Chez SUD, on s’oppose aux relocalisations « car il faut maintenir l’emploi sur place », dit Robert Kosmann. À l’inverse, la CGT, qui plaide pour une industrie faisant la part belle à la recherche et à l’innovation, ne rejette pas l’idée d’un certain protectionnisme : « N’est-il pas loyal de vouloir en finir avec une production réalisée par des gens payés au lance-pierres ? », s’interroge Mohamed Oussedik.

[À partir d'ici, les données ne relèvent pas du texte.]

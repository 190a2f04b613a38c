//! 値オブジェクト定義
//!
//! 生成時にバリデーションを行い、不正な値を持つインスタンスが存在しないことを保証する。

use std::fmt;

use uuid::Uuid;

use super::error::ValueObjectError;

/// 参加者 ID の最大文字数
pub const MAX_PARTICIPANT_ID_LENGTH: usize = 64;

/// チャットメッセージのデフォルト最大文字数
pub const DEFAULT_MAX_MESSAGE_LENGTH: usize = 2000;

/// 参加者 ID
///
/// 1 つのトランスポート接続の間だけ有効な匿名 ID。
#[derive(Debug, Clone, PartialEq, Eq, Hash, PartialOrd, Ord)]
pub struct ParticipantId(String);

impl ParticipantId {
    /// 文字列から ParticipantId を作成
    pub fn new(value: String) -> Result<Self, ValueObjectError> {
        let trimmed = value.trim();
        if trimmed.is_empty() {
            return Err(ValueObjectError::EmptyParticipantId);
        }
        if trimmed.chars().count() > MAX_PARTICIPANT_ID_LENGTH {
            return Err(ValueObjectError::ParticipantIdTooLong {
                max: MAX_PARTICIPANT_ID_LENGTH,
            });
        }
        Ok(Self(trimmed.to_string()))
    }

    /// 新しい匿名 ID を発行（UUID v4）
    pub fn generate() -> Self {
        Self(Uuid::new_v4().to_string())
    }

    pub fn as_str(&self) -> &str {
        &self.0
    }

    pub fn into_string(self) -> String {
        self.0
    }
}

impl TryFrom<String> for ParticipantId {
    type Error = ValueObjectError;

    fn try_from(value: String) -> Result<Self, Self::Error> {
        Self::new(value)
    }
}

impl fmt::Display for ParticipantId {
    fn fmt(&self, f: &mut fmt::Formatter<'_>) -> fmt::Result {
        f.write_str(&self.0)
    }
}

/// セッショントークン
///
/// ペア成立ごとに発行され、UI とログの突き合わせに使われる。
#[derive(Debug, Clone, PartialEq, Eq, Hash)]
pub struct SessionToken(String);

impl SessionToken {
    pub fn generate() -> Self {
        Self(Uuid::new_v4().to_string())
    }

    pub fn as_str(&self) -> &str {
        &self.0
    }

    pub fn into_string(self) -> String {
        self.0
    }
}

impl fmt::Display for SessionToken {
    fn fmt(&self, f: &mut fmt::Formatter<'_>) -> fmt::Result {
        f.write_str(&self.0)
    }
}

/// タイムスタンプ（Unix エポックからのミリ秒。タイムゾーンに依存しない）
#[derive(Debug, Clone, Copy, PartialEq, Eq, PartialOrd, Ord)]
pub struct Timestamp(i64);

impl Timestamp {
    pub fn new(value: i64) -> Self {
        Self(value)
    }

    pub fn value(&self) -> i64 {
        self.0
    }
}

/// チャットメッセージ本文
#[derive(Debug, Clone, PartialEq, Eq)]
pub struct MessageContent(String);

impl MessageContent {
    /// デフォルトの最大文字数で MessageContent を作成
    pub fn new(value: String) -> Result<Self, ValueObjectError> {
        Self::with_limit(value, DEFAULT_MAX_MESSAGE_LENGTH)
    }

    /// 最大文字数を指定して MessageContent を作成
    ///
    /// 空白のみのメッセージは拒否する。本文自体はトリムせずそのまま保持する。
    pub fn with_limit(value: String, max_chars: usize) -> Result<Self, ValueObjectError> {
        if value.trim().is_empty() {
            return Err(ValueObjectError::EmptyMessage);
        }
        let actual = value.chars().count();
        if actual > max_chars {
            return Err(ValueObjectError::MessageTooLong {
                max: max_chars,
                actual,
            });
        }
        Ok(Self(value))
    }

    pub fn as_str(&self) -> &str {
        &self.0
    }

    pub fn into_string(self) -> String {
        self.0
    }
}

/// WebRTC シグナリングペイロード（offer / answer / ICE candidate）
///
/// 中身は一切解釈せず、そのまま相手に転送する。
#[derive(Debug, Clone, PartialEq)]
pub struct SignalingPayload(serde_json::Value);

impl SignalingPayload {
    pub fn new(value: serde_json::Value) -> Self {
        Self(value)
    }

    pub fn into_value(self) -> serde_json::Value {
        self.0
    }
}

#[cfg(test)]
mod tests {
    use super::*;

    #[test]
    fn test_participant_id_rejects_blank() {
        // テスト項目: 空白のみの ID は拒否される
        // given (前提条件):
        let value = "   ".to_string();

        // when (操作):
        let result = ParticipantId::new(value);

        // then (期待する結果):
        assert_eq!(result, Err(ValueObjectError::EmptyParticipantId));
    }

    #[test]
    fn test_participant_id_rejects_too_long() {
        // テスト項目: 最大文字数を超える ID は拒否される
        // given (前提条件):
        let value = "a".repeat(MAX_PARTICIPANT_ID_LENGTH + 1);

        // when (操作):
        let result = ParticipantId::try_from(value);

        // then (期待する結果):
        assert_eq!(
            result,
            Err(ValueObjectError::ParticipantIdTooLong {
                max: MAX_PARTICIPANT_ID_LENGTH
            })
        );
    }

    #[test]
    fn test_generated_participant_ids_are_unique_and_valid() {
        // テスト項目: 発行された ID は一意で、バリデーションを通過する
        // given (前提条件):

        // when (操作):
        let first = ParticipantId::generate();
        let second = ParticipantId::generate();

        // then (期待する結果):
        assert_ne!(first, second);
        assert_eq!(ParticipantId::new(first.to_string()), Ok(first));
    }

    #[test]
    fn test_message_content_preserves_text() {
        // テスト項目: 前後の空白を含むメッセージは加工されずに保持される
        // given (前提条件):
        let text = "  hi there ".to_string();

        // when (操作):
        let content = MessageContent::new(text.clone()).unwrap();

        // then (期待する結果):
        assert_eq!(content.as_str(), text);
    }

    #[test]
    fn test_message_content_rejects_empty() {
        // テスト項目: 空のメッセージは拒否される
        // given (前提条件):

        // when (操作):
        let result = MessageContent::new(" \n".to_string());

        // then (期待する結果):
        assert_eq!(result, Err(ValueObjectError::EmptyMessage));
    }

    #[test]
    fn test_message_content_limit_counts_characters() {
        // テスト項目: 文字数制限はバイト数ではなく文字数で判定される
        // given (前提条件):
        let text = "こんにちは".to_string(); // 5 文字 / 15 バイト

        // when (操作):
        let accepted = MessageContent::with_limit(text.clone(), 5);
        let rejected = MessageContent::with_limit(text, 4);

        // then (期待する結果):
        assert!(accepted.is_ok());
        assert_eq!(
            rejected,
            Err(ValueObjectError::MessageTooLong { max: 4, actual: 5 })
        );
    }
}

La CGT et SUD ne sont « pas contre » l’idée d’une aide publique ciblée sur les PMI et avec contreparties. El Mouhoub Mouhoud préconise, lui, d’arrêter ces « coups d’épée dans l’eau » que sont ces aides et les primes à la relocalisation. « Au lieu d’aider les entreprises après coup comme nous faisons depuis trente ans, mieux vaut consacrer de l’argent à l’humain : mieux former les employés et mettre le paquet sur le développement des territoires. » Quant aux mesures protectionnistes défendues par Arnaud Montebourg jusqu’au FN, lequel promet la création de 500 000 emplois industriels en cinq ans, « elles sont inefficaces et irréalistes, juge l’économiste. Fermer les frontières ne répond pas au vrai problème, qui est d’exporter une industrie de bonne qualité ».

[^2]: « Gauche : d’une stratégie de classe à une stratégie de valeurs », tribune publiée sur lemonde.fr le 9 juin par Olivier Ferrand, président de Terra Nova.